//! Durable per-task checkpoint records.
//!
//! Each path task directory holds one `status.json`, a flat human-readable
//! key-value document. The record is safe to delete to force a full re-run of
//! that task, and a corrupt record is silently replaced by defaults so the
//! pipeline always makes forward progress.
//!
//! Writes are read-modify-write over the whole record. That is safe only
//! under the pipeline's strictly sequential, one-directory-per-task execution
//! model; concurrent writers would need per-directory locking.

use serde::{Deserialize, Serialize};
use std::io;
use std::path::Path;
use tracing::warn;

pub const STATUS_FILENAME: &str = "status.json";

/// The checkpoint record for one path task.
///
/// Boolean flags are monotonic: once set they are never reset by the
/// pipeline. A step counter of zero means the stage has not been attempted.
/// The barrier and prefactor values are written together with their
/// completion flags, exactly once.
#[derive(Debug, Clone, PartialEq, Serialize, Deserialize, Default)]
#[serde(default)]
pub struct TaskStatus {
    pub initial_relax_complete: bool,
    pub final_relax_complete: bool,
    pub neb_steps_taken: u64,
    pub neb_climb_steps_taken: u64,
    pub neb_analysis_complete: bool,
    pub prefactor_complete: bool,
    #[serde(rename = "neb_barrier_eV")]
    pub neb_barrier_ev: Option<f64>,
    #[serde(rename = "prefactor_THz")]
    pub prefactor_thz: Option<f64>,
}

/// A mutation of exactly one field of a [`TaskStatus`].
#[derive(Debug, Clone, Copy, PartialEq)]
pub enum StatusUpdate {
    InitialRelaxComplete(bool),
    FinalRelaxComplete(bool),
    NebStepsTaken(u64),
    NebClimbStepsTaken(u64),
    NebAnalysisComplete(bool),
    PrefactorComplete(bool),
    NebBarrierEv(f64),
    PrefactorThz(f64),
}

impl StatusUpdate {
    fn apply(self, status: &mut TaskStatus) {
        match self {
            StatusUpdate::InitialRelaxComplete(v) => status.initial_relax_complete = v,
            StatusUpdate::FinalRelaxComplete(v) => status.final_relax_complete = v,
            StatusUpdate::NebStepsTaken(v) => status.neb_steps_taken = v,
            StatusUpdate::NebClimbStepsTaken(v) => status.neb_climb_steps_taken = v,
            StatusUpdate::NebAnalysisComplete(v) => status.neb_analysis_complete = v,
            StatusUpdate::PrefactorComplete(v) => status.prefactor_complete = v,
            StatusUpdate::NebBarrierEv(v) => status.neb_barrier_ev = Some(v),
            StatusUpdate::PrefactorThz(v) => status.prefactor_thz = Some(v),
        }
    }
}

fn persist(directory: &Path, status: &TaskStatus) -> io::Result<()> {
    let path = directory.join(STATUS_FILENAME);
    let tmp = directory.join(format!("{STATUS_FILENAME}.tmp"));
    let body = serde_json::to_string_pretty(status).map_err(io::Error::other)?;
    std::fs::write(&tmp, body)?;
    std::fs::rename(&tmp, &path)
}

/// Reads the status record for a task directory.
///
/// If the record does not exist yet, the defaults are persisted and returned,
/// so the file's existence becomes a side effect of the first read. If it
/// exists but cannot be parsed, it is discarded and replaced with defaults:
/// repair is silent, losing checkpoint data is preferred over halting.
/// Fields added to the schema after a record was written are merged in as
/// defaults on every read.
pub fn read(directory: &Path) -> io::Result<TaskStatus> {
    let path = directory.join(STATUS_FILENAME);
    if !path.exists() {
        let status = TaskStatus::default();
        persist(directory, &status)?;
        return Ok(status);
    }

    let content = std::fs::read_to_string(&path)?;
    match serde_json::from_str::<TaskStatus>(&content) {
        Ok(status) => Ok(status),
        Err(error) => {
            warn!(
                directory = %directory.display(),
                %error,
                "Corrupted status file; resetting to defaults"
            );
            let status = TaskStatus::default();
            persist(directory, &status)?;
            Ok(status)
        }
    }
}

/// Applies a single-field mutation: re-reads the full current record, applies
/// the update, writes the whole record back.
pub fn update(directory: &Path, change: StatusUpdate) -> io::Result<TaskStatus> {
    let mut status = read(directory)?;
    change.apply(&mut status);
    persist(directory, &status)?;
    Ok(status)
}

==

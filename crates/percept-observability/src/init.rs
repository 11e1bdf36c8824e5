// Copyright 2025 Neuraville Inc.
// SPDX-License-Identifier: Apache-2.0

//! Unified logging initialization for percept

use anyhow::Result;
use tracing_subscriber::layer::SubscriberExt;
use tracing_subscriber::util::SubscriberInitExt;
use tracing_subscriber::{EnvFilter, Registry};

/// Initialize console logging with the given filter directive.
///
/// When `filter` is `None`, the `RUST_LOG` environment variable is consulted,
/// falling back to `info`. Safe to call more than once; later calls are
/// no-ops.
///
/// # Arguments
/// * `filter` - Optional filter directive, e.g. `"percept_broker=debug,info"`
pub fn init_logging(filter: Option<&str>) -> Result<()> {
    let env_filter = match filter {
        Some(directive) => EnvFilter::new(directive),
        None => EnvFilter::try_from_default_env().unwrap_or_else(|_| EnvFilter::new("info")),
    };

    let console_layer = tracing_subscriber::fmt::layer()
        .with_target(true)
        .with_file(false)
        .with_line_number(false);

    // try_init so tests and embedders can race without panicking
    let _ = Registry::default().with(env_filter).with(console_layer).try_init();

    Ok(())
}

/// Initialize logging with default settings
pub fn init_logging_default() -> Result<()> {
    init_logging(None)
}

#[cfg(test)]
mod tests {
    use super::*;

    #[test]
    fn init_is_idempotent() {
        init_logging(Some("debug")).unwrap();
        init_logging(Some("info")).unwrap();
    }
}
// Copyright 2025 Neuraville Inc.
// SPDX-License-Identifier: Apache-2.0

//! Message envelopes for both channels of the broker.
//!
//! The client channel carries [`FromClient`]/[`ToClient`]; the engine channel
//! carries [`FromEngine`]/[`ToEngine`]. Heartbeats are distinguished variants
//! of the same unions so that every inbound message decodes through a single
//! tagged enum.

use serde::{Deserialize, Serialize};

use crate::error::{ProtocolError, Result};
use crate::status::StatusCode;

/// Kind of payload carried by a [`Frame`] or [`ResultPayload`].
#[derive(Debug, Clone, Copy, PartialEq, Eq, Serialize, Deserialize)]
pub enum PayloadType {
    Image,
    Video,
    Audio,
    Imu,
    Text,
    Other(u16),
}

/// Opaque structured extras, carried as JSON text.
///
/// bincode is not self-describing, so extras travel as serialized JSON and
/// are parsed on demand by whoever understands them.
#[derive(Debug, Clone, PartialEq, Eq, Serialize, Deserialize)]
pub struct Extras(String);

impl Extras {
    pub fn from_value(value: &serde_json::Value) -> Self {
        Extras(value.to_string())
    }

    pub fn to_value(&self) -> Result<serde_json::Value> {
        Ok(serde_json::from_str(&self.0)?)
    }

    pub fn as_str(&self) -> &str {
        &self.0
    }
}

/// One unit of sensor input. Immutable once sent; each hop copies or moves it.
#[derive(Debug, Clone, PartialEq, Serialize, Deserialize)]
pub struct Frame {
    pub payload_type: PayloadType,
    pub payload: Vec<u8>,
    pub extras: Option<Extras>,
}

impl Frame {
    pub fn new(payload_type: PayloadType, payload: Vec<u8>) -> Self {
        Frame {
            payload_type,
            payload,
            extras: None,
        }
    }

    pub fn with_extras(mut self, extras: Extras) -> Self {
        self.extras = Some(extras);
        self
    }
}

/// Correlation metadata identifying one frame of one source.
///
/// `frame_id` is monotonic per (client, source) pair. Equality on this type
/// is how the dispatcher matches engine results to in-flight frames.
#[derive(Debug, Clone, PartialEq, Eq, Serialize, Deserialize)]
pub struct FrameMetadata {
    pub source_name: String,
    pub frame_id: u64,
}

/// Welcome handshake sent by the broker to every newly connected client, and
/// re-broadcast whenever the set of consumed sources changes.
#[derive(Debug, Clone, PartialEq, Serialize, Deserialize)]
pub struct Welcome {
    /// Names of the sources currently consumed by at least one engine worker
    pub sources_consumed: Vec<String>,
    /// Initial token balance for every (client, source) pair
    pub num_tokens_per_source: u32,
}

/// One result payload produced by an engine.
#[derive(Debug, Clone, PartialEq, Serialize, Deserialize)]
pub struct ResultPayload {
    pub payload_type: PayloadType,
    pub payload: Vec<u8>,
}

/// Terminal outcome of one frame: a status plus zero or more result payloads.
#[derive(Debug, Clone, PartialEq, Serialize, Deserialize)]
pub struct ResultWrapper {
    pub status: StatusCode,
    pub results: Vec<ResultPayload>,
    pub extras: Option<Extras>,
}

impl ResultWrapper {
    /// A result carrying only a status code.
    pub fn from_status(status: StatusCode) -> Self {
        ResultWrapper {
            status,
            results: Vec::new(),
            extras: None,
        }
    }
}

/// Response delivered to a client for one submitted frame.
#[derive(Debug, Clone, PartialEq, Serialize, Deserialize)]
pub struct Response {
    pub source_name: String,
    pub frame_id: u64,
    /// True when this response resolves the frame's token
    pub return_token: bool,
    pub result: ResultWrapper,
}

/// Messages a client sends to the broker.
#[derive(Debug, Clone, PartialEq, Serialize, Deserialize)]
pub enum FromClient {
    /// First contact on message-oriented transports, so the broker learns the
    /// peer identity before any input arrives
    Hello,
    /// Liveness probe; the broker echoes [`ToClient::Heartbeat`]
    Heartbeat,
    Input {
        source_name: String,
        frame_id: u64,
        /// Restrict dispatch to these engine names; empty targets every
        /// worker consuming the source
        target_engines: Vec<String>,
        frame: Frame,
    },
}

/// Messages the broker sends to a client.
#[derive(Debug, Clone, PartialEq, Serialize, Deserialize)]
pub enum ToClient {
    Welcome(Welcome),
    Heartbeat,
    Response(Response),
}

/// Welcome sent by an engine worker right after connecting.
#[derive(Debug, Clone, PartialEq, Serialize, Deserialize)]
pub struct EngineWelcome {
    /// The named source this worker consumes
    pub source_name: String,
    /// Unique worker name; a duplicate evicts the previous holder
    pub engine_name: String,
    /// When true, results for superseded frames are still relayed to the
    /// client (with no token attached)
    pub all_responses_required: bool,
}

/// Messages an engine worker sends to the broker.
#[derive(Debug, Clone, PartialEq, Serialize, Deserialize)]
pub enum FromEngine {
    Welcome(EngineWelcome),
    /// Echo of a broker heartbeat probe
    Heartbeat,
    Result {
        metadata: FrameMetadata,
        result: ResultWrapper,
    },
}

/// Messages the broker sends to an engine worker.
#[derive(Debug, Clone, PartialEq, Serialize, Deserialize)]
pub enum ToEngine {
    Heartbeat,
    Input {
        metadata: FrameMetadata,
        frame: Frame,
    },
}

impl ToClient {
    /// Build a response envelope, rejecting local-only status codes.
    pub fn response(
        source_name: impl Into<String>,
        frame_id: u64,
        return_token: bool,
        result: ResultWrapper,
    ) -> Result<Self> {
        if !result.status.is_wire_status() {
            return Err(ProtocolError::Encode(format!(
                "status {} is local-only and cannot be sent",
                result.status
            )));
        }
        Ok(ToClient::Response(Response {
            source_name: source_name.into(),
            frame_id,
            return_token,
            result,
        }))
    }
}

# [WHAT YOU SHOULD DO]
All lines that hold the word "carries" should be copied from the data.

# [ANSWER BELOW]
//! The client channel carries [`FromClient`]/[`ToClient`]; the engine channel
//! carries [`FromEngine`]/[`ToEngine`]. Heartbeats are distinguished variants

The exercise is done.